QFR is a computation of FFR based on a 3D reconstruction of the stenotic vessel rendered from two intra-procedure angiographic projections. In this analysis of 317 vessels from 272 patients with stable angina, QFR demonstrated better agreement with FFR than two-dimensional angiography for identifying significant vessel obstruction. Significant obstructions were defined as below 0.80 for FFR and QFR and above 50 percent diameter stenosis upon angiography.
Using FFR as a reference, the sensitivity and specificity of QFR for detecting stenosis was 86.5 percent and 86.9 percent, respectively. The corresponding values for angiography were 44.2 percent and 76.5 percent.

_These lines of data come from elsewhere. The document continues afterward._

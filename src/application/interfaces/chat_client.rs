use async_trait::async_trait;

use crate::domain::DomainError;

/// Sends a rendered prompt to a chat-completion model and returns its reply.
///
/// The credential is passed on every call rather than held by the client, so
/// one client instance can serve independent submissions.
#[async_trait]
pub trait ChatClient: Send + Sync {
    async fn complete(&self, credential: &str, prompt: &str) -> Result<String, DomainError>;
}
pub const DEFAULT_BASE_URL: &str = "https://api.openai.com";
pub const DEFAULT_MODEL: &str = "gpt-3.5-turbo";
pub const DEFAULT_TEMPERATURE: f32 = 0.7;

/// Connection settings shared by the chat and image clients.
///
/// The API key is deliberately absent: it is supplied per request.
#[derive(Debug, Clone, PartialEq)]
pub struct OpenAiConfig {
    pub base_url: String,
    pub model: String,
    pub temperature: f32,
    /// `None` lets the image endpoint pick its default model.
    pub image_model: Option<String>,
}

impl Default for OpenAiConfig {
    fn default() -> Self {
        Self {
            base_url: DEFAULT_BASE_URL.to_string(),
            model: DEFAULT_MODEL.to_string(),
            temperature: DEFAULT_TEMPERATURE,
            image_model: None,
        }
    }
}

impl OpenAiConfig {
    /// Read settings from the environment, falling back to defaults:
    ///
    /// | Variable             | Default                  |
    /// |----------------------|--------------------------|
    /// | `OPENAI_BASE_URL`    | `https://api.openai.com` |
    /// | `OPENAI_MODEL`       | `gpt-3.5-turbo`          |
    /// | `OPENAI_TEMPERATURE` | `0.7`                    |
    /// | `OPENAI_IMAGE_MODEL` | unset                    |
    pub fn from_env() -> Self {
        Self::from_lookup(|key| std::env::var(key).ok())
    }

    fn from_lookup(lookup: impl Fn(&str) -> Option<String>) -> Self {
        let defaults = Self::default();
        let temperature = match lookup("OPENAI_TEMPERATURE") {
            Some(raw) => raw.trim().parse().unwrap_or_else(|_| {
                tracing::warn!(
                    "Invalid OPENAI_TEMPERATURE '{}', using {}",
                    raw,
                    DEFAULT_TEMPERATURE
                );
                DEFAULT_TEMPERATURE
            }),
            None => defaults.temperature,
        };

        Self {
            base_url: lookup("OPENAI_BASE_URL").unwrap_or(defaults.base_url),
            model: lookup("OPENAI_MODEL").unwrap_or(defaults.model),
            temperature,
            image_model: lookup("OPENAI_IMAGE_MODEL").filter(|m| !m.trim().is_empty()),
        }
    }

    pub fn with_base_url(mut self, base_url: impl Into<String>) -> Self {
        self.base_url = base_url.into();
        self
    }

    pub fn with_model(mut self, model: impl Into<String>) -> Self {
        self.model = model.into();
        self
    }

    /// Join `path` onto the base URL, tolerating a trailing slash.
    pub fn endpoint(&self, path: &str) -> String {
        format!("{}{}", self.base_url.trim_end_matches('/'), path)
    }
}
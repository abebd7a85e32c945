mod chat_client;
mod image_client;
mod stage_observer;

pub use chat_client::*;
pub use image_client::*;
pub use stage_observer::*;
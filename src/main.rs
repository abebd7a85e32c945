use std::process::ExitCode;
use std::sync::Arc;

use anyhow::Result;
use clap::Parser;
use tracing::info;
use tracing_subscriber::{EnvFilter, FmtSubscriber};

use postsmith::cli::{ask, ask_secret, Commands, API_KEY_WARNING};
use postsmith::{
    ChatClient, GenerateBlogPostUseCase, ImageClient, MockChatClient, MockImageClient,
    OpenAiChatClient, OpenAiConfig, OpenAiImageClient, PromptLibrary, TerminalPresenter,
};

const LONG_ABOUT: &str = "\
Generate a blog post from a topic:
  1. Summarizes the topic into 3 bullet points.
  2. Expands each bullet point into detailed paragraphs.
  3. Creates a polished final blog post with an introduction, body, and conclusion.";

#[derive(Parser)]
#[command(name = "postsmith")]
#[command(author, version, about, long_about = LONG_ABOUT)]
struct Cli {
    #[arg(short, long, global = true)]
    verbose: bool,

    /// Use deterministic offline clients instead of the remote API
    #[arg(long, global = true)]
    mock_llm: bool,

    /// Override OPENAI_BASE_URL
    #[arg(long, global = true)]
    base_url: Option<String>,

    /// Override OPENAI_MODEL
    #[arg(long, global = true)]
    model: Option<String>,

    #[command(subcommand)]
    command: Commands,
}

#[tokio::main]
async fn main() -> Result<ExitCode> {
    let cli = Cli::parse();

    let default_level = if cli.verbose { "debug" } else { "warn" };
    let subscriber = FmtSubscriber::builder()
        .with_env_filter(
            EnvFilter::try_from_default_env().unwrap_or_else(|_| EnvFilter::new(default_level)),
        )
        .with_target(false)
        .with_writer(std::io::stderr)
        .finish();
    tracing::subscriber::set_global_default(subscriber)?;

    let prompts = PromptLibrary::new()?;

    match cli.command {
        Commands::Prompts { json } => {
            if json {
                println!("{}", serde_json::to_string_pretty(&prompts.all())?);
            } else {
                for template in prompts.all() {
                    println!(
                        "== {} ({})",
                        template.name(),
                        template.input_variables().join(", ")
                    );
                    println!("{}", template.template().trim());
                    println!();
                }
            }
        }

        Commands::Generate {
            topic,
            api_key,
            background,
            json,
        } => {
            let mut config = OpenAiConfig::from_env();
            if let Some(base_url) = cli.base_url {
                config = config.with_base_url(base_url);
            }
            if let Some(model) = cli.model {
                config = config.with_model(model);
            }

            let api_key = match api_key {
                Some(key) => key,
                None if cli.mock_llm => "mock".to_string(),
                None => {
                    eprintln!("{API_KEY_WARNING}");
                    ask_secret("Enter your OpenAI API Key: ")?
                }
            };
            let topic = match topic {
                Some(topic) => topic,
                None => ask(
                    &mut std::io::stdin().lock(),
                    &mut std::io::stderr(),
                    "Enter the topic for your blog post: ",
                )?,
            };

            let (chat_client, image_client): (Arc<dyn ChatClient>, Arc<dyn ImageClient>) =
                if cli.mock_llm {
                    info!("Using mock chat and image clients");
                    (Arc::new(MockChatClient::new()), Arc::new(MockImageClient::new()))
                } else {
                    info!("Using {} with model {}", config.base_url, config.model);
                    (
                        Arc::new(OpenAiChatClient::new(&config)),
                        Arc::new(OpenAiImageClient::new(&config)),
                    )
                };

            let presenter = Arc::new(TerminalPresenter::stdout());
            let mut use_case = GenerateBlogPostUseCase::new(chat_client, prompts);
            if background {
                use_case = use_case.with_background(image_client);
            }
            if !json {
                use_case = use_case.with_observer(presenter.clone());
            }

            match use_case.execute(&topic, &api_key).await {
                Ok(post) if json => {
                    println!("{}", serde_json::to_string_pretty(&post)?);
                }
                Ok(_) => presenter.success(),
                Err(e) => {
                    presenter.error(&e.to_string());
                    return Ok(ExitCode::FAILURE);
                }
            }
        }
    }

    Ok(ExitCode::SUCCESS)
}
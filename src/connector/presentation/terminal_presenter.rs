use std::io::Write;
use std::sync::{Mutex, MutexGuard, PoisonError};
use std::time::Duration;

use indicatif::{ProgressBar, ProgressStyle};
use tracing::warn;

use crate::application::StageObserver;
use crate::domain::{BackgroundImage, Stage};

/// Renders pipeline progress in the terminal.
///
/// A spinner runs while a stage is in flight; when the stage completes its
/// output is printed under the stage heading. The spinner draws to stderr, so
/// redirecting stdout captures only the generated text.
pub struct TerminalPresenter {
    out: Mutex<Box<dyn Write + Send>>,
    spinner: Mutex<Option<ProgressBar>>,
    spinners: bool,
}

impl TerminalPresenter {
    pub fn stdout() -> Self {
        Self {
            out: Mutex::new(Box::new(std::io::stdout())),
            spinner: Mutex::new(None),
            spinners: true,
        }
    }

    /// Write to an arbitrary sink with spinners disabled.
    pub fn with_writer(writer: impl Write + Send + 'static) -> Self {
        Self {
            out: Mutex::new(Box::new(writer)),
            spinner: Mutex::new(None),
            spinners: false,
        }
    }

    pub fn success(&self) {
        self.write_block("Blog post generation complete!\n");
    }

    pub fn error(&self, message: &str) {
        self.write_block(&format!("An error occurred: {message}\n"));
    }

    fn write_block(&self, text: &str) {
        let mut out = lock(&self.out);
        if let Err(e) = out.write_all(text.as_bytes()).and_then(|_| out.flush()) {
            warn!("Failed to write output: {}", e);
        }
    }

    fn finish_spinner(&self) {
        if let Some(spinner) = lock(&self.spinner).take() {
            spinner.finish_and_clear();
        }
    }
}

impl StageObserver for TerminalPresenter {
    fn stage_started(&self, stage: Stage) {
        if !self.spinners {
            return;
        }

        let spinner = ProgressBar::new_spinner();
        if let Ok(style) = ProgressStyle::default_spinner().template("{spinner:.green} {msg}") {
            spinner.set_style(style);
        }
        spinner.set_message(stage.progress_message());
        spinner.enable_steady_tick(Duration::from_millis(100));

        if let Some(previous) = lock(&self.spinner).replace(spinner) {
            previous.finish_and_clear();
        }
    }

    fn stage_completed(&self, stage: Stage, output: &str) {
        self.finish_spinner();

        let body = match stage {
            Stage::Background => BackgroundImage::new(output).css(),
            _ => output.trim().to_string(),
        };
        let heading = stage.heading();
        let underline = "-".repeat(heading.chars().count());

        self.write_block(&format!("\n{heading}\n{underline}\n{body}\n"));
    }

    fn stage_failed(&self, _stage: Stage) {
        self.finish_spinner();
    }
}

fn lock<T>(mutex: &Mutex<T>) -> MutexGuard<'_, T> {
    mutex.lock().unwrap_or_else(PoisonError::into_inner)
}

Also, the area under the receiver curve was 0.92 for QFR versus 0.64 for angiography.
“We showed that QFR is superior to standard quantitative coronary angiography in evaluating coronary artery stenosis,” wrote Westra, with Aarhus University Hospital in Denmark, and colleagues. “QFR may extend the access to physiology‐based guidance when access to pressure wires is limited by financial restrictions or inexpedient reimbursement systems.”
QFR was not only feasible in a clinical setting but faster to calculate than FFR, which typically relies on computational fluid dynamics.
“Inherited limitations of these methods may exist related to generating theoretical boundary conditions to create a ‘one‐size‐fits‐all,’ and to long computation time for blood flow simulations,” the authors wrote. “To our knowledge, the FAVOR II studies using QFR present the first data supporting that real‐time computation of FFR is feasible, fast, and accurate in patients with stable angina pectoris and applicable stenosis.”
Westra et al. found most of the mismatches between FFR and QFR at the 0.80 cutoff fell closely on either side of that threshold, where the benefit of treatment would likely approach the PCI-related event rate. However, they said randomized trials are needed to evaluate whether QFR calculation leads to noninferior clinical outcomes versus FFR in patients with intermediate stenosis.